● **EXERCISE PROMPT**
Go to the line containing "let profile_override = self" in the records below. Repeat it and the lines after it exactly, all the way to the end.

··········

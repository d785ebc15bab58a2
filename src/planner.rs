//! Planungslogik für die Palettenbestückung.
//!
//! Dieses Modul setzt die Pipeline des Assembly-Engines um:
//! - Expansion der Auftragszeilen in physische Kisten (Aufrunden auf ganze
//!   Kisten, Diagnose statt Abbruch bei fehlenden Katalogeinträgen)
//! - Stabile Sortierung nach Fragilität (stabile Kisten zuerst, zerbrechliche
//!   in spätere, also obere Lagen)
//! - Stapeln der Lagen auf Paletten unter Höhen- und Gewichtsdeckel
//!
//! Die Berechnung ist rein und einsträngig: Katalog, Auftragszeilen und
//! Palettenprofil werden pro Aufruf übergeben, es gibt keinen prozessweiten
//! Zustand. Unabhängige Planungsläufe dürfen deshalb ohne Sperren parallel
//! ausgeführt werden.

use std::collections::HashSet;

use serde::Serialize;
use utoipa::ToSchema;

use crate::model::{BoxInstance, Catalog, Layer, OrderLine, Pallet, PalletProfile};
use crate::packer::{self, LayerStrategy};
use crate::types::{EPSILON_GENERAL, Rect};

/// Konfiguration für die Planung.
#[derive(Clone, Copy, Debug, Default)]
pub struct PlanningConfig {
    /// Packverfahren für einzelne Lagen.
    pub strategy: LayerStrategy,
}

/// Grund, warum eine Auftragszeile übersprungen wurde.
///
/// Übersprungene Zeilen sind nie fatal: sie liefern null Kisten und eine
/// Diagnose, die Planung läuft weiter.
#[derive(Clone, Copy, Debug, PartialEq, Eq)]
pub enum SkipReason {
    UnknownSku,
    UnknownBoxType,
    InvalidUnitsPerBox,
}

impl SkipReason {
    pub fn code(&self) -> &'static str {
        match self {
            SkipReason::UnknownSku => "unknown_sku",
            SkipReason::UnknownBoxType => "unknown_box_type",
            SkipReason::InvalidUnitsPerBox => "invalid_units_per_box",
        }
    }
}

impl std::fmt::Display for SkipReason {
    fn fmt(&self, f: &mut std::fmt::Formatter<'_>) -> std::fmt::Result {
        match self {
            SkipReason::UnknownSku => write!(f, "SKU ist im Katalog nicht hinterlegt"),
            SkipReason::UnknownBoxType => {
                write!(f, "Kistentyp ist für diese SKU nicht hinterlegt")
            }
            SkipReason::InvalidUnitsPerBox => {
                write!(f, "Kistentyp hat keine gültige Stückzahl pro Kiste")
            }
        }
    }
}

/// Eine übersprungene Auftragszeile samt Grund.
#[derive(Clone, Debug)]
pub struct SkippedLine {
    pub line: OrderLine,
    pub reason: SkipReason,
}

/// Gründe, warum eine Kiste auf keiner Palette platziert werden kann.
#[derive(Clone, Copy, Debug, PartialEq, Eq)]
pub enum UnplacedReason {
    FootprintExceedsPallet,
    TooTallForPallet,
    TooHeavyForPallet,
}

impl UnplacedReason {
    pub fn code(&self) -> &'static str {
        match self {
            UnplacedReason::FootprintExceedsPallet => "footprint_exceeds_pallet",
            UnplacedReason::TooTallForPallet => "too_tall_for_pallet",
            UnplacedReason::TooHeavyForPallet => "too_heavy_for_pallet",
        }
    }
}

impl std::fmt::Display for UnplacedReason {
    fn fmt(&self, f: &mut std::fmt::Formatter<'_>) -> std::fmt::Result {
        match self {
            UnplacedReason::FootprintExceedsPallet => {
                write!(f, "Grundfläche passt in keiner Orientierung auf die Palette")
            }
            UnplacedReason::TooTallForPallet => {
                write!(f, "Kiste ist höher als die maximale Stapelhöhe")
            }
            UnplacedReason::TooHeavyForPallet => {
                write!(f, "Kiste überschreitet allein die zulässige Zuladung")
            }
        }
    }
}

/// Kiste, die nicht platziert werden konnte.
#[derive(Clone, Debug)]
pub struct UnplacedBox {
    pub instance: BoxInstance,
    pub reason: UnplacedReason,
}

/// Gesamtstatus eines Planungslaufs.
///
/// Die beiden Leerzustände sind bewusst getrennt, damit der Aufrufer
/// unterscheiden kann, ob gar keine Auftragszeilen ankamen oder ob die
/// Expansion null Kisten ergab.
#[derive(Clone, Copy, Debug, PartialEq, Eq, Serialize, ToSchema)]
#[serde(rename_all = "snake_case")]
pub enum PlanStatus {
    Planned,
    NoOrderLines,
    NoBoxInstances,
}

/// Ereignisse während der Planung, für Live-Visualisierung über SSE.
#[derive(Clone, Debug, Serialize)]
#[serde(tag = "type")]
pub enum PlanEvent {
    /// Eine Auftragszeile wurde übersprungen.
    LineSkipped {
        sku: String,
        box_type_key: String,
        reason_code: String,
        reason_text: String,
    },
    /// Eine Kiste kann auf keiner Palette platziert werden.
    BoxRejected {
        id: usize,
        sku: String,
        box_type_key: String,
        reason_code: String,
        reason_text: String,
    },
    /// Eine neue Palette wird begonnen.
    PalletStarted { id: usize },
    /// Eine Lage wurde festgeschrieben.
    LayerCommitted {
        pallet_id: usize,
        layer_id: usize,
        boxes: usize,
        height: f64,
        weight: f64,
        used_height: f64,
        used_weight: f64,
    },
    /// Planung abgeschlossen.
    Finished {
        pallets: usize,
        unplaced: usize,
        skipped_lines: usize,
    },
}

/// Ergebnis der Planung: Paletten plus Diagnosen, niemals eine Ausnahme.
#[derive(Clone, Debug)]
pub struct PlanResult {
    pub pallets: Vec<Pallet>,
    pub unplaced: Vec<UnplacedBox>,
    pub skipped: Vec<SkippedLine>,
    pub status: PlanStatus,
    /// Profil, gegen das geplant wurde (für Berichte und Summen).
    pub profile: PalletProfile,
}
/// Request structure for the planning endpoint.
///
/// `catalog` carries the product master data snapshot the orders are
/// resolved against; `pallet` and `strategy` override the configured
/// defaults for this request only.
#[derive(Deserialize, ToSchema)]
#[schema(
    example = json!({
        "catalog": {
            "A100": {
                "fragility": "strong",
                "box1": {
                    "unitsPerBox": 10,
                    "weightKg": 5.0,
                    "dimensions": [60.0, 40.0, 30.0],
                    "orientation": "both"
                }
            }
        },
        "orders": [
            {
                "sku": "A100",
                "displayName": "Apple juice 1l",
                "boxTypeKey": "box1",
                "requestedUnits": 25
            }
        ],
        "strategy": "guillotine"
    })
)]
pub struct PlanRequest {
    #[schema(value_type = Object)]
    pub catalog: Catalog,
    pub orders: Vec<OrderLine>,
    #[serde(default)]
    #[schema(nullable = true)]
    pub pallet: Option<PalletProfileRequest>,
    #[serde(default)]
    #[schema(nullable = true)]
    pub strategy: Option<LayerStrategy>,
}

#[derive(Debug)]
struct ValidatedPlanRequest {
    catalog: Catalog,
    orders: Vec<OrderLine>,
    profile_override: Option<PalletProfile>,
    strategy_override: Option<LayerStrategy>,
}

impl ValidatedPlanRequest {
    fn order_count(&self) -> usize {
        self.orders.len()
    }

    fn product_count(&self) -> usize {
        self.catalog.len()
    }

    fn into_parts(
        self,
    ) -> (
        Catalog,
        Vec<OrderLine>,
        Option<PalletProfile>,
        Option<LayerStrategy>,
    ) {
        (
            self.catalog,
            self.orders,
            self.profile_override,
            self.strategy_override,
        )
    }
}

#[derive(Debug)]
enum PlanRequestValidationError {
    InvalidCatalog(ValidationError),
    InvalidProfile(ValidationError),
}

impl PlanRequest {
    fn into_validated(self) -> Result<ValidatedPlanRequest, PlanRequestValidationError> {
        self.catalog
            .validate()
            .map_err(PlanRequestValidationError::InvalidCatalog)?;

        let profile_override = self
            .pallet
            .map(PalletProfileRequest::into_profile)
            .transpose()
            .map_err(PlanRequestValidationError::InvalidProfile)?;

        Ok(ValidatedPlanRequest {
            catalog: self.catalog,
            orders: self.orders,
            profile_override,
            strategy_override: self.strategy,
        })
    }
}

/// Response structure with the complete loading plan.
#[derive(Serialize, ToSchema)]
pub struct PlanResponse {
    pub status: PlanStatus,
    pub is_complete: bool,
    pub pallets: Vec<PlannedPallet>,
    pub unplaced: Vec<UnplacedBoxReport>,
    pub skipped_lines: Vec<SkippedLineReport>,
    pub totals: PlanTotals,
}

/// Single pallet with derived summary values and its layers.
#[derive(Serialize, ToSchema)]
pub struct PlannedPallet {
    pub id: usize,
    pub total_height: f64,
    pub total_weight: f64,
    pub box_count: usize,
    pub unit_count: u32,
    pub layers: Vec<PlannedLayer>,
}

/// Single layer with grouped report rows and raw placements.
#[derive(Serialize, ToSchema)]
pub struct PlannedLayer {
    pub id: usize,
    pub height: f64,
    pub weight_kg: f64,
    pub rows: Vec<LayerRow>,
    pub placements: Vec<PlacedBoxReport>,
}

··········

● **SOLVED EXERCISE**
        let profile_override = self
            .pallet
            .map(PalletProfileRequest::into_profile)
            .transpose()
            .map_err(PlanRequestValidationError::InvalidProfile)?;

        Ok(ValidatedPlanRequest {
            catalog: self.catalog,
            orders: self.orders,
            profile_override,
            strategy_override: self.strategy,
        })
    }
}

/// Response structure with the complete loading plan.
#[derive(Serialize, ToSchema)]
pub struct PlanResponse {
    pub status: PlanStatus,
    pub is_complete: bool,
    pub pallets: Vec<PlannedPallet>,
    pub unplaced: Vec<UnplacedBoxReport>,
    pub skipped_lines: Vec<SkippedLineReport>,
    pub totals: PlanTotals,
}

/// Single pallet with derived summary values and its layers.
#[derive(Serialize, ToSchema)]
pub struct PlannedPallet {
    pub id: usize,
    pub total_height: f64,
    pub total_weight: f64,
    pub box_count: usize,
    pub unit_count: u32,
    pub layers: Vec<PlannedLayer>,
}

/// Single layer with grouped report rows and raw placements.
#[derive(Serialize, ToSchema)]
pub struct PlannedLayer {
    pub id: usize,
    pub height: f64,
    pub weight_kg: f64,
    pub rows: Vec<LayerRow>,
    pub placements: Vec<PlacedBoxReport>,
}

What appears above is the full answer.